● DIRECTIONS FOR THIS TASK:
Your response should be a copy of each line in the listing below that includes the word "adapters".

++++

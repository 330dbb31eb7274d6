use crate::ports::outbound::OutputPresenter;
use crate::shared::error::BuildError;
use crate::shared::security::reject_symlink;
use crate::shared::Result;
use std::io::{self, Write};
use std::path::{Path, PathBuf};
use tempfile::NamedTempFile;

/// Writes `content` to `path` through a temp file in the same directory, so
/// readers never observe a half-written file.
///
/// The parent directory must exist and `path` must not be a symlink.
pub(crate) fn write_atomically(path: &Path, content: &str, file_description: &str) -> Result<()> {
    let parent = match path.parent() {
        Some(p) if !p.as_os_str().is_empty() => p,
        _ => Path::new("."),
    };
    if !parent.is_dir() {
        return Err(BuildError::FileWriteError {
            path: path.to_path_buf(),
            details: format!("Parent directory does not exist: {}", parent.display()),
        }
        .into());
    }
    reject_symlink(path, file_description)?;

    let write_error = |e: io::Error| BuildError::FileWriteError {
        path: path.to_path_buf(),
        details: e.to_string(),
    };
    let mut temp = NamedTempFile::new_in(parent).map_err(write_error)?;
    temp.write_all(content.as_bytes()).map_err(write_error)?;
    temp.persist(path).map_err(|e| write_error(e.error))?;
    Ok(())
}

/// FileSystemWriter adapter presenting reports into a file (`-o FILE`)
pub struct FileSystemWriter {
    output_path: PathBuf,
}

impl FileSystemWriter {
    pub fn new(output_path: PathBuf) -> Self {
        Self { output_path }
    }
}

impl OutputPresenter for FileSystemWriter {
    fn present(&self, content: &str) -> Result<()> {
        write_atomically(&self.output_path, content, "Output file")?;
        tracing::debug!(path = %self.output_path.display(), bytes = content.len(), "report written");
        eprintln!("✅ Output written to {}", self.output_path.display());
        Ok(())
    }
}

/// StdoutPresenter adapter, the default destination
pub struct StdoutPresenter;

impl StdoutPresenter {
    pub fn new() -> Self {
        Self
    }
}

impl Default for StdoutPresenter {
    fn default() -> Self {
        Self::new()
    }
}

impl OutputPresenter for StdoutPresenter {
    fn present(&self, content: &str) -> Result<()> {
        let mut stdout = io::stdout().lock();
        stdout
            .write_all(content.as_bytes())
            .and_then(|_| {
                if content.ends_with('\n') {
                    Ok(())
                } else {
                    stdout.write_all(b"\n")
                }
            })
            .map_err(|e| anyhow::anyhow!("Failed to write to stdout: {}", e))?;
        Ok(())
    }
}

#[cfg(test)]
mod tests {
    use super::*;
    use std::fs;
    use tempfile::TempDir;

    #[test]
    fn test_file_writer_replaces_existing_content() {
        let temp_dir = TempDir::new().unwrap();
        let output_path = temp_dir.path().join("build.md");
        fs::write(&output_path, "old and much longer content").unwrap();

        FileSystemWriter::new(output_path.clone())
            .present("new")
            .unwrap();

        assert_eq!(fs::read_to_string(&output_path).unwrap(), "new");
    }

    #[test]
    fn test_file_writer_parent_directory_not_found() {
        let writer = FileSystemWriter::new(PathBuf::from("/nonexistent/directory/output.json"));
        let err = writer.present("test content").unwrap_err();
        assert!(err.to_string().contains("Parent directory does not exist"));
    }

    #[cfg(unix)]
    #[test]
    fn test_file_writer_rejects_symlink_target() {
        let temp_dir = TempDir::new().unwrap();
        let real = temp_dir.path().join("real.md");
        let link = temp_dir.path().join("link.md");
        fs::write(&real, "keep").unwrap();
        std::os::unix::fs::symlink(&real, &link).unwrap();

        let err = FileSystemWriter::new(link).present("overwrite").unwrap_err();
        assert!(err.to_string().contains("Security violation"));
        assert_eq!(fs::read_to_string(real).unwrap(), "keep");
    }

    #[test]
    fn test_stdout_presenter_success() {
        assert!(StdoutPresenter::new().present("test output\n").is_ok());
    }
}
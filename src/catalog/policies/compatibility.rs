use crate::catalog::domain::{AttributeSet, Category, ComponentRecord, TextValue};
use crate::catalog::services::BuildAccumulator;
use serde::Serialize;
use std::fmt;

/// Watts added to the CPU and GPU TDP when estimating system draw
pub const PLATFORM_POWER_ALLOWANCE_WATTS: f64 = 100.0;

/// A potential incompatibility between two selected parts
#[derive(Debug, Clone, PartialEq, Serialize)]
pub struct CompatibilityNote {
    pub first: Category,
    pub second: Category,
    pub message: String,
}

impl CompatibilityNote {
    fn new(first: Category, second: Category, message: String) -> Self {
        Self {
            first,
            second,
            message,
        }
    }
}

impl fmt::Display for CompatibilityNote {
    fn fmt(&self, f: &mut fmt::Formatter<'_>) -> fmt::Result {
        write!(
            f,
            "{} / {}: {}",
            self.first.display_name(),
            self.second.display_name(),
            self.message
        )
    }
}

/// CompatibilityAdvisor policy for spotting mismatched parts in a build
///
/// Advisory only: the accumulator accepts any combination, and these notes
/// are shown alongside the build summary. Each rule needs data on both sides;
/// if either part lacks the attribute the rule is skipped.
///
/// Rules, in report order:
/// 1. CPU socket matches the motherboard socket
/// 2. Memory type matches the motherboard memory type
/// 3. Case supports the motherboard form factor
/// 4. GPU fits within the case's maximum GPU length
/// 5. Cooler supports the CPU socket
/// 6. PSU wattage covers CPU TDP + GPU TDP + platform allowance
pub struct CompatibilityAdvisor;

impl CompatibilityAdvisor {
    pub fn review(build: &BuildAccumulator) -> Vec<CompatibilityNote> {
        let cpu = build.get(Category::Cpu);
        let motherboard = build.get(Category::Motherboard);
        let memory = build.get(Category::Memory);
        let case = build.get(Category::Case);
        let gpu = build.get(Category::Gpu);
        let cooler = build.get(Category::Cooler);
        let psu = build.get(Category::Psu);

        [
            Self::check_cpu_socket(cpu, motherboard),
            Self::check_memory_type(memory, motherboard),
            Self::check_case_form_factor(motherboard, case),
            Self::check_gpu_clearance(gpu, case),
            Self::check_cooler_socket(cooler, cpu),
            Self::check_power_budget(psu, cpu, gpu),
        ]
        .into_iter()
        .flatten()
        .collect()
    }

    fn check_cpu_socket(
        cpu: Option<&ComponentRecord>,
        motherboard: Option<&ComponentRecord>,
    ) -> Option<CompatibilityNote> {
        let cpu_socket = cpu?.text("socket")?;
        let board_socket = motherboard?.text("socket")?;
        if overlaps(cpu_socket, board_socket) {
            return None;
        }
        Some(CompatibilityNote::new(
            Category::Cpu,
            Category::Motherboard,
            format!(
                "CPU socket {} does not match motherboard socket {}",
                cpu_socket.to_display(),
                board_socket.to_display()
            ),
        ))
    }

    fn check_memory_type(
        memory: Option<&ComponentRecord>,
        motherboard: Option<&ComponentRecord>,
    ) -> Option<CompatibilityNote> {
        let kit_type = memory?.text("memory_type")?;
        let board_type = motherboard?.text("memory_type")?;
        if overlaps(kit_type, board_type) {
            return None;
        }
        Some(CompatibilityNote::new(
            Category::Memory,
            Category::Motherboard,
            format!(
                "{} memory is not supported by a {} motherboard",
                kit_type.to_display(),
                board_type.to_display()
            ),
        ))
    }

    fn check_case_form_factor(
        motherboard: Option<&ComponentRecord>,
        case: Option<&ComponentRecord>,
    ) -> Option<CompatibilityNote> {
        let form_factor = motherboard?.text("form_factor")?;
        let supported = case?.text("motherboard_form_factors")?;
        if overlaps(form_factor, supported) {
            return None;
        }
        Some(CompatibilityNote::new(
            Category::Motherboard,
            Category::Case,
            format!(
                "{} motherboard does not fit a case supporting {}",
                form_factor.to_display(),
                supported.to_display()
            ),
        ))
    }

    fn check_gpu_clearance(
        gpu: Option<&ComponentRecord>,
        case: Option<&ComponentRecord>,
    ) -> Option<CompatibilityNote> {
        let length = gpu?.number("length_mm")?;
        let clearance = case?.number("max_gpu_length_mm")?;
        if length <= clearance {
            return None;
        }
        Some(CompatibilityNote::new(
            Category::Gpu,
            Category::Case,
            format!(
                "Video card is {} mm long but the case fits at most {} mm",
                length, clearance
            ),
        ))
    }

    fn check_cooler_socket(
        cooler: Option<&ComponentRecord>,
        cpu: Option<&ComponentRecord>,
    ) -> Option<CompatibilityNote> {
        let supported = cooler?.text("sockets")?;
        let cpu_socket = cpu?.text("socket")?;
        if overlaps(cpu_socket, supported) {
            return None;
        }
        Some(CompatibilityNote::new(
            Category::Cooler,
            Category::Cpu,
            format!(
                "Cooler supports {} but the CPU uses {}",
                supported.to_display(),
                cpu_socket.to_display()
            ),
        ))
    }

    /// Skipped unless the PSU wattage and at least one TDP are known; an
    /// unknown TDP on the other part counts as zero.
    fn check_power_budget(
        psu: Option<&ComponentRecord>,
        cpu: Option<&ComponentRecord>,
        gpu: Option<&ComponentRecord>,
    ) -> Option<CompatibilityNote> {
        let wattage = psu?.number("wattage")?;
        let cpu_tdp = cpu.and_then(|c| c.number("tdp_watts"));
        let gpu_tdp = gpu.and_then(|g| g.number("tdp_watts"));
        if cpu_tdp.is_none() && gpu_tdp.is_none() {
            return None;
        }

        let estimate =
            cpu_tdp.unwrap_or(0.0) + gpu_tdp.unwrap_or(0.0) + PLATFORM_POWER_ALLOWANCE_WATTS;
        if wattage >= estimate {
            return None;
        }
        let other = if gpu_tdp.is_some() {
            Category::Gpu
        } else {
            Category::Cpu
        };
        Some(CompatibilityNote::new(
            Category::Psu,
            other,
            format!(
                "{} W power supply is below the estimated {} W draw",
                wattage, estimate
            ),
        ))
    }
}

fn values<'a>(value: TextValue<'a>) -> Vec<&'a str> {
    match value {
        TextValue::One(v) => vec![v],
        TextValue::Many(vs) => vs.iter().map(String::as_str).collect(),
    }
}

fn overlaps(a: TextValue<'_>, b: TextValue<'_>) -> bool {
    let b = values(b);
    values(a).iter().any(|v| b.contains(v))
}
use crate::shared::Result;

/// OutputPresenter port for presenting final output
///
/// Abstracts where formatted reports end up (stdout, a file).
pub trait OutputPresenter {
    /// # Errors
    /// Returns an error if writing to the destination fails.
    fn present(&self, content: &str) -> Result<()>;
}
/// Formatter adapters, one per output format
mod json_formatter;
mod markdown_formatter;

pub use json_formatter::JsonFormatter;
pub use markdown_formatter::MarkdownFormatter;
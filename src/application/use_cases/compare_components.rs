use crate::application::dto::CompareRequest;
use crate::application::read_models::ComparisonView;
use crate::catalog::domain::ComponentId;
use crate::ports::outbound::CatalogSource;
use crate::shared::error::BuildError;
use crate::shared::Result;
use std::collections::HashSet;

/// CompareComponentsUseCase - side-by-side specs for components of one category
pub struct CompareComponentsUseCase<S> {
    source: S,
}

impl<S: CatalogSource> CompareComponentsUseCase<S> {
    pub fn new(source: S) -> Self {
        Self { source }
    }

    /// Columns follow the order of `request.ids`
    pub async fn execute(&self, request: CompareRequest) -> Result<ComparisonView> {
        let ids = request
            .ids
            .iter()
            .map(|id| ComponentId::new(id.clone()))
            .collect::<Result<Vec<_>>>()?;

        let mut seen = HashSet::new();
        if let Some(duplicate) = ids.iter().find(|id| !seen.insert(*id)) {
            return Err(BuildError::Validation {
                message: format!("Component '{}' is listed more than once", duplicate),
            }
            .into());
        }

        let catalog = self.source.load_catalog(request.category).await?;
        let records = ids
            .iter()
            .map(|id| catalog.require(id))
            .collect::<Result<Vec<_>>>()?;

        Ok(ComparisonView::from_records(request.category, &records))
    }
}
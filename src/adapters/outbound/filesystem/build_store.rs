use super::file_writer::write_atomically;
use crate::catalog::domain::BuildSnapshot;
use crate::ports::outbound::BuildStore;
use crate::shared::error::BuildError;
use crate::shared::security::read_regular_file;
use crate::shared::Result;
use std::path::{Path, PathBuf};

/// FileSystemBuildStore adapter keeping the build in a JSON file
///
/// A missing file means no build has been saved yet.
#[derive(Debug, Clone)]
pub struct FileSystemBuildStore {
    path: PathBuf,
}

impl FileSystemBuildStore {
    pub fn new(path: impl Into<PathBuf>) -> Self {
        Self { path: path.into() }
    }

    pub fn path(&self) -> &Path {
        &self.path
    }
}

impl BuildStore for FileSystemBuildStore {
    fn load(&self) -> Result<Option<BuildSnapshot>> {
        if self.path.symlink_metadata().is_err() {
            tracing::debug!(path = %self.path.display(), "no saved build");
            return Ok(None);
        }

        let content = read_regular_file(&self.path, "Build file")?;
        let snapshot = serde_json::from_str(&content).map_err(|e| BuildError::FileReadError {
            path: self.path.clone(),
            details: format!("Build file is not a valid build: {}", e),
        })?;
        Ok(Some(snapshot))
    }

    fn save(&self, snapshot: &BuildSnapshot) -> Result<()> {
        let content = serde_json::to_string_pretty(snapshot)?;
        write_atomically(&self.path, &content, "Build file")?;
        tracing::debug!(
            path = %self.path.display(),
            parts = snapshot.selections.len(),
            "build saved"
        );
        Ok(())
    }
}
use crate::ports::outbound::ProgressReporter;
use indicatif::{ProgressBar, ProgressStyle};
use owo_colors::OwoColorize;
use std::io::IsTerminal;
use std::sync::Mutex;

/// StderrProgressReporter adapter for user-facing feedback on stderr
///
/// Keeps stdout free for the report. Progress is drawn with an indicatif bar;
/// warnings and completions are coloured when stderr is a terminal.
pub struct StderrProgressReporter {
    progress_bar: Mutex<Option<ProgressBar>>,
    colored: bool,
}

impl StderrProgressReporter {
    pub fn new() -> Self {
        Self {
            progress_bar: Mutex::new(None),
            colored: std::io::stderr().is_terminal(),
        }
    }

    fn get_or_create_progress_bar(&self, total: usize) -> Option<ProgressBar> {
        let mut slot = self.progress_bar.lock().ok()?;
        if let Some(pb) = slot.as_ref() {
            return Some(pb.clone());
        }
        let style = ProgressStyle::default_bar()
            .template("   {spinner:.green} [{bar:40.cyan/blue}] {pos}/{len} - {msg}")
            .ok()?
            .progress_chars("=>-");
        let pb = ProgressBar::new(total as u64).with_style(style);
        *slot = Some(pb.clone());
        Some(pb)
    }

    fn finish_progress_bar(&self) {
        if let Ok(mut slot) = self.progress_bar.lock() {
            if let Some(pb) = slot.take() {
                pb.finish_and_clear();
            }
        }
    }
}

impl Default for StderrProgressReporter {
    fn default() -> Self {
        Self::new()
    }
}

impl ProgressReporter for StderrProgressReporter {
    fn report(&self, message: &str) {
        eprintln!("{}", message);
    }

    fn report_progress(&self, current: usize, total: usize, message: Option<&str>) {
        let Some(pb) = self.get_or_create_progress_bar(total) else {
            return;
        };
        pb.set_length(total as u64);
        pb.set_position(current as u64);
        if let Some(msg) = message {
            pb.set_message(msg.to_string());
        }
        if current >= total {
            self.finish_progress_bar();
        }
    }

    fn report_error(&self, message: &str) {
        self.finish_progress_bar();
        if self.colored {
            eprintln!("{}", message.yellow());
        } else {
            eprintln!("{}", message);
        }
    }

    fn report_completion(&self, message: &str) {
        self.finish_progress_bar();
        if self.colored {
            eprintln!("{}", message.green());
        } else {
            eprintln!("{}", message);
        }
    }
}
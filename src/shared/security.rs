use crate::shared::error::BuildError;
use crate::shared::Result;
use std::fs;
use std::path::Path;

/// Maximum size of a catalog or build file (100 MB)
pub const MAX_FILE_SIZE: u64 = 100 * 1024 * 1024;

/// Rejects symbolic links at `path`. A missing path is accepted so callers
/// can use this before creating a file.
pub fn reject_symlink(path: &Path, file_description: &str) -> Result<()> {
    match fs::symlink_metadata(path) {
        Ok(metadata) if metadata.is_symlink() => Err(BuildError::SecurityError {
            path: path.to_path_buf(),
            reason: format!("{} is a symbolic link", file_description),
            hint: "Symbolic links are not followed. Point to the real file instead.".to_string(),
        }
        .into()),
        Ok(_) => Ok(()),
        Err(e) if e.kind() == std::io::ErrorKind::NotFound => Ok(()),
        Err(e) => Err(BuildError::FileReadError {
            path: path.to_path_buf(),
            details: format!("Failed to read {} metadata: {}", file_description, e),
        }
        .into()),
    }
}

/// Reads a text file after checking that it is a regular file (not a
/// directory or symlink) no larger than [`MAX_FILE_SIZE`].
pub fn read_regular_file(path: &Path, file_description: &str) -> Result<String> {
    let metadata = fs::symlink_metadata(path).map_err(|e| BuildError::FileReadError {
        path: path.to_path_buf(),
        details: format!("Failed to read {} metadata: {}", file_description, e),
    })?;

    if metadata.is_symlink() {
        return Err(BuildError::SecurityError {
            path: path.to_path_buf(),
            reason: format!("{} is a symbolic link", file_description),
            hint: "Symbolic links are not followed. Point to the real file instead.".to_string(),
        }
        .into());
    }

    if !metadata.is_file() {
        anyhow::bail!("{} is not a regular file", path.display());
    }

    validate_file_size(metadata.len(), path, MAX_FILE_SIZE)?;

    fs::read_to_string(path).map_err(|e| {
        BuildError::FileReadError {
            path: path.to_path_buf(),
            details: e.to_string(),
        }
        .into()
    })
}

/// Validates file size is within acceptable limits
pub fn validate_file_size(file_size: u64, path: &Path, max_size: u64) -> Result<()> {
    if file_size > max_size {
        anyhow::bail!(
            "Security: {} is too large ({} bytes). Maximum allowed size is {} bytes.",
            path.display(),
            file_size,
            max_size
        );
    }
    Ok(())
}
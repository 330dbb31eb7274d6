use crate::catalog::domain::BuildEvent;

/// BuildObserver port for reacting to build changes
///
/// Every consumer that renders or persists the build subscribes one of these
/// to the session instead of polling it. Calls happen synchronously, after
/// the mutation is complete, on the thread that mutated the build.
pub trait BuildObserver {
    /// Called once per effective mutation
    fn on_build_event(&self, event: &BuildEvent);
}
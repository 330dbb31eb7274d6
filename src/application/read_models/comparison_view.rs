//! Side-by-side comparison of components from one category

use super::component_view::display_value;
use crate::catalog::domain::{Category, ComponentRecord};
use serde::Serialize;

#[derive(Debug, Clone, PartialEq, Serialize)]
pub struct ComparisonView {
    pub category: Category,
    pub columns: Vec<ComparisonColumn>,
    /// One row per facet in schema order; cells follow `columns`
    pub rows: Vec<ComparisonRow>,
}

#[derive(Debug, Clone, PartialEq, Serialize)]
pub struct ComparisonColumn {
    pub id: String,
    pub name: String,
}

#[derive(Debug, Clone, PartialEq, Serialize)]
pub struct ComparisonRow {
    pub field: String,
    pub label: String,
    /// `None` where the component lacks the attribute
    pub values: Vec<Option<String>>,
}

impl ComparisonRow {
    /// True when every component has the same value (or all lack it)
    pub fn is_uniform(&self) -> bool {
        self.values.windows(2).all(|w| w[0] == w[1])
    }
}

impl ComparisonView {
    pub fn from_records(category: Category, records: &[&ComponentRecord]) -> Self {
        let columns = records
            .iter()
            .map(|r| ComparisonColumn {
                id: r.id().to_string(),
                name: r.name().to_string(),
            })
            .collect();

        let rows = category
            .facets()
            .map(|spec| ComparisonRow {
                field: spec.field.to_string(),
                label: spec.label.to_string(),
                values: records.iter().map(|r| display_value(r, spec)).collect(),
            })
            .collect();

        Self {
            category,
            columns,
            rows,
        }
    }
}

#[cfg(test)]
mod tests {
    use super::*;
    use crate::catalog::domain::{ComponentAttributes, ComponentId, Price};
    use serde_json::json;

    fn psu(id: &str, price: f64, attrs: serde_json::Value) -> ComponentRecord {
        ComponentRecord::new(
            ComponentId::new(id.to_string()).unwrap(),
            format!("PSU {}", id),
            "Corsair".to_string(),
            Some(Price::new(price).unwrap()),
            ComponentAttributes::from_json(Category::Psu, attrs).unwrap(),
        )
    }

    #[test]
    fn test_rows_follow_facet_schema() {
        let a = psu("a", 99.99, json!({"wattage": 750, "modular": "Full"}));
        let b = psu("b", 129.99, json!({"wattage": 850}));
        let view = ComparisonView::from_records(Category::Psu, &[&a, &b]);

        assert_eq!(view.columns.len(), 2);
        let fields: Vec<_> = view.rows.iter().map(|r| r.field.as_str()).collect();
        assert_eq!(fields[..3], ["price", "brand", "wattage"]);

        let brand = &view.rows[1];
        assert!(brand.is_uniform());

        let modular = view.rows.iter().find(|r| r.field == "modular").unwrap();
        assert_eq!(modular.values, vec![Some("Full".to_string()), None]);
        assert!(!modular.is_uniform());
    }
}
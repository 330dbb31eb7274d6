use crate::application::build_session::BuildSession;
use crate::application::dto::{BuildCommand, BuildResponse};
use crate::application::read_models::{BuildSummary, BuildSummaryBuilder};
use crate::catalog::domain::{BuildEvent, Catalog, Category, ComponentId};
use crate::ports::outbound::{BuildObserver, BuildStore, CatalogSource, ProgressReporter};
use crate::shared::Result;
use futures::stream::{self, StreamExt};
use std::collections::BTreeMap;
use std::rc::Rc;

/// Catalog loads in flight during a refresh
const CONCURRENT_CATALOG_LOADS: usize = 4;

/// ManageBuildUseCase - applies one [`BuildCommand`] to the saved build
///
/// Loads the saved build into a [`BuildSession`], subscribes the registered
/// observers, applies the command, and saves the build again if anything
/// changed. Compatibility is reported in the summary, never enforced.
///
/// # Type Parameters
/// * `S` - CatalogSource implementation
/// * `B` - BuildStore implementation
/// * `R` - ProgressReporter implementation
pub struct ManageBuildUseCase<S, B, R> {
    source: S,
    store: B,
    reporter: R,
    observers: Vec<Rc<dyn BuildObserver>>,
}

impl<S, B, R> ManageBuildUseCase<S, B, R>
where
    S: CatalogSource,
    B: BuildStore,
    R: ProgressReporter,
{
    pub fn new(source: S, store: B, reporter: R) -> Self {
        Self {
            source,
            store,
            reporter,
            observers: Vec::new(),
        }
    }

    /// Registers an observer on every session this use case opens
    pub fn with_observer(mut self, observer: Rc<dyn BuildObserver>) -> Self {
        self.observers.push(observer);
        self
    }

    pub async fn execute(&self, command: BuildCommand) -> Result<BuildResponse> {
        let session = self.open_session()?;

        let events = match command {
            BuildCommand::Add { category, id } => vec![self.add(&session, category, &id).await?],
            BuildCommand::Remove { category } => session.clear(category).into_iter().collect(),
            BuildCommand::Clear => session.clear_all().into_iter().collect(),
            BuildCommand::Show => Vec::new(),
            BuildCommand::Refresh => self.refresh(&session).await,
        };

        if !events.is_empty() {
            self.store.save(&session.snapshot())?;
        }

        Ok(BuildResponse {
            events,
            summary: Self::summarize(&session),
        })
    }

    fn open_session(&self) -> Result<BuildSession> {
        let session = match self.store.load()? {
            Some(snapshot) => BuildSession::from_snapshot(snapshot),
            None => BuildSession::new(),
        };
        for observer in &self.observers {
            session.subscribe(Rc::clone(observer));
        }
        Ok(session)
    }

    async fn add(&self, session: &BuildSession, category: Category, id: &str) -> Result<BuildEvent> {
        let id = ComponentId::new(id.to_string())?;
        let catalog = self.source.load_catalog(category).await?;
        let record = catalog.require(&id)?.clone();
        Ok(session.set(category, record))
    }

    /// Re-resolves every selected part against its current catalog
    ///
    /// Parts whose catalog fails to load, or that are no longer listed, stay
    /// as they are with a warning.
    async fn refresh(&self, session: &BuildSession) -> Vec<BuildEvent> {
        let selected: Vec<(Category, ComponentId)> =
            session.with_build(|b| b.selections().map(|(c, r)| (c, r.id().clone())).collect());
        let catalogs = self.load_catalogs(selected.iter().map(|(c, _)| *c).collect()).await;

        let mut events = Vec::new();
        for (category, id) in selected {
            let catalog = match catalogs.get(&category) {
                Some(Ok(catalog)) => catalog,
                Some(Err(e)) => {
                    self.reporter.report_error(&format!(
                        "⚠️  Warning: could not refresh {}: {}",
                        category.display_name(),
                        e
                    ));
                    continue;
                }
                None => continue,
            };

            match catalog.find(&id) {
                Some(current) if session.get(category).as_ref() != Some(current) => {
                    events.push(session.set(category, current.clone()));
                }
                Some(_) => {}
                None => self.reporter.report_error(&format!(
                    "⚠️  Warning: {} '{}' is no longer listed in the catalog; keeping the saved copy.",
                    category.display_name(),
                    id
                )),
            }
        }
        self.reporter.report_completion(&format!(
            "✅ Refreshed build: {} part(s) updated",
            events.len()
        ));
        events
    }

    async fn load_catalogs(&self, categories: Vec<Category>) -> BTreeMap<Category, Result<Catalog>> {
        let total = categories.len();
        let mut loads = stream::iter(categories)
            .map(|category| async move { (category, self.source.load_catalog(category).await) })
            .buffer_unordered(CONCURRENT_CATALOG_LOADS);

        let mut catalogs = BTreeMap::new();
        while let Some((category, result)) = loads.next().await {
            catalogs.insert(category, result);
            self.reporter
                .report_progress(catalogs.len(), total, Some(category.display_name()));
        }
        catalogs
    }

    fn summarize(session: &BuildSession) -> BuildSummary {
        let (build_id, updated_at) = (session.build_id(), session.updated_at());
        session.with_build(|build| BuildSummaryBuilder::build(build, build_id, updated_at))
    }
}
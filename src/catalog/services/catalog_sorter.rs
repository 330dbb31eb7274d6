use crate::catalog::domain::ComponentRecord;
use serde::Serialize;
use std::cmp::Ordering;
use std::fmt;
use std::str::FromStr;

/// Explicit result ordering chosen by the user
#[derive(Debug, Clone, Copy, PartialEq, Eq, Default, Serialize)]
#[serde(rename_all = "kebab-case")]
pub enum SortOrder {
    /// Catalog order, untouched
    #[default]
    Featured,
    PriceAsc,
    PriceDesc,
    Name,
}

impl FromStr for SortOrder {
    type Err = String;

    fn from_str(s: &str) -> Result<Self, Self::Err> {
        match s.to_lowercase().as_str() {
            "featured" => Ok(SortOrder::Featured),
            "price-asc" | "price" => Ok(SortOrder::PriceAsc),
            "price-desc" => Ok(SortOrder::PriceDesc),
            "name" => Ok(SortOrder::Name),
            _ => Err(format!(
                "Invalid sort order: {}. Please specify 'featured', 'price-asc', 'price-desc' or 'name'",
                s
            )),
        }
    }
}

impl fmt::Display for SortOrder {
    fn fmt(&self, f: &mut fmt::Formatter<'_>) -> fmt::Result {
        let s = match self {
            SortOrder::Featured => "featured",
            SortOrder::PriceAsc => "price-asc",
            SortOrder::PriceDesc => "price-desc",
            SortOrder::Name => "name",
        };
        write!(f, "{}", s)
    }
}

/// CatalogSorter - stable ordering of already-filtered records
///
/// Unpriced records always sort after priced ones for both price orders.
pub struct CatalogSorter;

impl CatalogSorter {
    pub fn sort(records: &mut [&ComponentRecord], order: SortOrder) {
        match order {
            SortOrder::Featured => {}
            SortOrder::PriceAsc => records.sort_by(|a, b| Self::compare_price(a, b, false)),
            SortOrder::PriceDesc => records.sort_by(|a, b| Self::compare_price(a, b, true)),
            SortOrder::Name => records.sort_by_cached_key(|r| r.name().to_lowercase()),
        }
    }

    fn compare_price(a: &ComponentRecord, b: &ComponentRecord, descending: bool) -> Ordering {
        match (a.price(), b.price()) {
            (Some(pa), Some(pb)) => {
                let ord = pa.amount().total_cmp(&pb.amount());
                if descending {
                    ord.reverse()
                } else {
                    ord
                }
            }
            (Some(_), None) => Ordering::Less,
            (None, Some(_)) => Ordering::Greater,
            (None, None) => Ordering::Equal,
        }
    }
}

++++

● YOUR RESPONSE:
/// Formatter adapters, one per output format
filename src/adapters/outbound/filesystem/build_store.rs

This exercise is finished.